Lucrava sui connazionali, in carcere 43enne

Rimini

CERVIA. Secondo l’accusa sarebbe riuscito a lucrare tre volte sulla pelle dei suoi connazionali: ospitandoli nella sua abitazione in cambio di 130-150 euro mensili per un malsano quanto sovraffollato posto letto (somma che aumentava a migliaia di euro nel caso in cui servisse ai fini della residenza), costringendoli ad acquistare solo da lui i fiori da rivendere al dettaglio (a prezzo ovviamente maggiorato) e obbligandoli a versargli provvigioni sugli incassi.

In questo modo Abul Md Azad Kalam, cittadino del Bangladesh che proprio domani compirà 43 anni, avrebbe tenuto sotto scacco per anni decine di connazionali, intascando in nero centinaia di euro al giorno.
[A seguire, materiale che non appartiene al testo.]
// Copyright 2024 Palantir Technologies, Inc.
//
// Licensed under the Apache License, Version 2.0 (the "License");
// you may not use this file except in compliance with the License.
// You may obtain a copy of the License at
//
// http://www.apache.org/licenses/LICENSE-2.0
//
// Unless required by applicable law or agreed to in writing, software
// distributed under the License is distributed on an "AS IS" BASIS,
// WITHOUT WARRANTIES OR CONDITIONS OF ANY KIND, either express or implied.
// See the License for the specific language governing permissions and
// limitations under the License.
use crate::MetricsError;
use serde_json::Value as Json;
use std::fmt;

/// A dynamically-typed value accepted by [`Gauge::notify`](crate::Gauge::notify)
/// and coerced from by [`Counter::notify`](crate::Counter::notify) and
/// [`Histogram::notify`](crate::Histogram::notify).
///
/// Gauges hold one of these directly; counters and histograms require the
/// value to coerce to an integer or float respectively, failing with
/// [`MetricsError::InputType`] otherwise.
#[derive(Debug, Clone, PartialEq)]
pub enum MetricValue {
    /// A 64-bit signed integer.
    Int64(i64),
    /// A double-precision float.
    Double(f64),
    /// A UTF-8 string.
    String(String),
    /// A boolean.
    Bool(bool),
    /// The absence of a value.
    Null,
}

impl MetricValue {
    /// Coerces this value to `f64`, as required by histograms.
    pub fn as_f64(&self, name: &str) -> Result<f64, MetricsError> {
        match *self {
            MetricValue::Int64(n) => Ok(n as f64),
            MetricValue::Double(n) => Ok(n),
            ref other => Err(MetricsError::InputType {
                name: name.to_string(),
                value: other.to_string(),
                expected: "f64",
            }),
        }
    }

    /// Coerces this value to `i64`, as required by counters and meters.
    ///
    /// Floats coerce only when they represent an exact integer.
    pub fn as_i64(&self, name: &str) -> Result<i64, MetricsError> {
        match *self {
            MetricValue::Int64(n) => Ok(n),
            MetricValue::Double(n) if n.fract() == 0.0 && n.is_finite() => Ok(n as i64),
            ref other => Err(MetricsError::InputType {
                name: name.to_string(),
                value: other.to_string(),
                expected: "i64",
            }),
        }
    }

    /// Converts this value to a JSON-safe representation for a summary
    /// document.
    pub fn to_json(&self) -> Json {
        match *self {
            MetricValue::Int64(n) => Json::from(n),
            MetricValue::Double(n) => serde_json::Number::from_f64(n)
                .map(Json::Number)
                .unwrap_or(Json::Null),
            MetricValue::String(ref s) => Json::String(s.clone()),
            MetricValue::Bool(b) => Json::Bool(b),
            MetricValue::Null => Json::Null,
        }
    }
}

impl fmt::Display for MetricValue {
    fn fmt(&self, f: &mut fmt::Formatter<'_>) -> fmt::Result {
        match *self {
            MetricValue::Int64(n) => write!(f, "{n}"),
            MetricValue::Double(n) => write!(f, "{n}"),
            MetricValue::String(ref s) => write!(f, "{s:?}"),
            MetricValue::Bool(b) => write!(f, "{b}"),
            MetricValue::Null => write!(f, "null"),
        }
    }
}

impl From<i64> for MetricValue {
    fn from(v: i64) -> Self {
        MetricValue::Int64(v)
    }
}

impl From<i32> for MetricValue {
    fn from(v: i32) -> Self {
        MetricValue::Int64(v as i64)
    }
}

impl From<f64> for MetricValue {
    fn from(v: f64) -> Self {
        MetricValue::Double(v)
    }
}

impl From<f32> for MetricValue {
    fn from(v: f32) -> Self {
        MetricValue::Double(v as f64)
    }
}

impl From<String> for MetricValue {
    fn from(v: String) -> Self {
        MetricValue::String(v)
    }
}

impl From<&str> for MetricValue {
    fn from(v: &str) -> Self {
        MetricValue::String(v.to_string())
    }
}

impl From<bool> for MetricValue {
    fn from(v: bool) -> Self {
        MetricValue::Bool(v)
    }
}

#[cfg(test)]
mod test {
    use super::*;

    #[test]
    fn numeric_coercion() {
        assert_eq!(MetricValue::from(5i64).as_f64("m").unwrap(), 5.0);
        assert_eq!(MetricValue::from(5.0f64).as_i64("m").unwrap(), 5);
        assert!(MetricValue::from(5.5f64).as_i64("m").is_err());
        assert!(MetricValue::from("nope").as_f64("m").is_err());
    }

    #[test]
    fn json_round_trip() {
        assert_eq!(MetricValue::from(true).to_json(), Json::Bool(true));
        assert_eq!(MetricValue::Null.to_json(), Json::Null);
    }
}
Forte della posizione di spicco che si era ritagliato all’interno della comunità asiatica, contro i più riottosi o con chi era in ritardo nei pagamenti avrebbe imposto le sue regole minacciando la vittima di turno: non solo con aggressioni e ritorsioni fisiche, ma anche paventando la possibilità di far espellere chi sgarrava dall’Italia o, millantando conoscenze tra le forze dell’ordine, di denunciarli per reati mai commessi, reati anche gravi, dal furto alla violenza sessuale della moglie. E, forse anche per il fatto che spesso l’uomo veniva visto recarsi dai carabinieri (dove però andava per chiedere semplici informazioni) o perché ritenuto più credibile essendo integrato (all’arrestato sono riconducibili tre negozi, due a Cervia e uno a Milano Marittima), molti gli credevano, finendo per sottostare alle sue imposizioni. Uno stato di sudditanza e timore che proseguiva anche quando alcuni di loro riuscivano a regolarizzare la loro posizione e ad affrancarsi.

Ma era stata proprio una falsa accusa mossa all’indirizzo di un connazionale a dare il via alle indagini, condotte dai carabinieri della Compagnia di Cervia-Milano Marittima. Nell’aprile del 2013, infatti, l’uomo chiese l’intervento dei militari sostenendo di essere stato vittima di un tentativo di rapina da parte di un conoscente che, con un coltello, aveva cercato di sottrargli i fiori. Una versione sconfessata in sede di convalida dal presunto aggressore che aveva descritto una realtà completamente diversa. Sarebbe stato lui, infatti, ad essere stato aggredito dopo averlo avvicinato solo per smentire le voci che circolavano sul suo conto, ovvero che avrebbe invitato altri ambulanti a rivolgersi all’ingrosso per acquistare i fiori da rivendere.

Da quell’episodio i militari dell’Arma - coordinati dal sostituto procuratore Angela Scorza - sono riusciti a ricostruire il meccanismo del racket delle rose a Milano Marittima e dintorni, ripercorrendo a ritroso una decina di anni e individuando nel commerciante bengalese il vertice. Una mole di riscontri all’origine dell’ordinanza di custodia cautelare emessa nei confronti dell’uomo dal gip Piervittorio Farinella. In carcere, con l’accusa di estorsione e calunnia in concorso è finito il 43enne; difeso dall’avvocato Luca Donelli, nel corso dell’interrogatorio di garanzia di ieri l’uomo è rimasto in silenzio. Indagati a piede libero invece la moglie e due parenti stretti.

Al momento della notifica del provvedimento, mercoledì mattina, nell’abitazione erano ospitati una decina di bengalesi. Ed erano appena state consegnate un migliaio di rose destinate ad essere vendute per strada e nei locali della zona.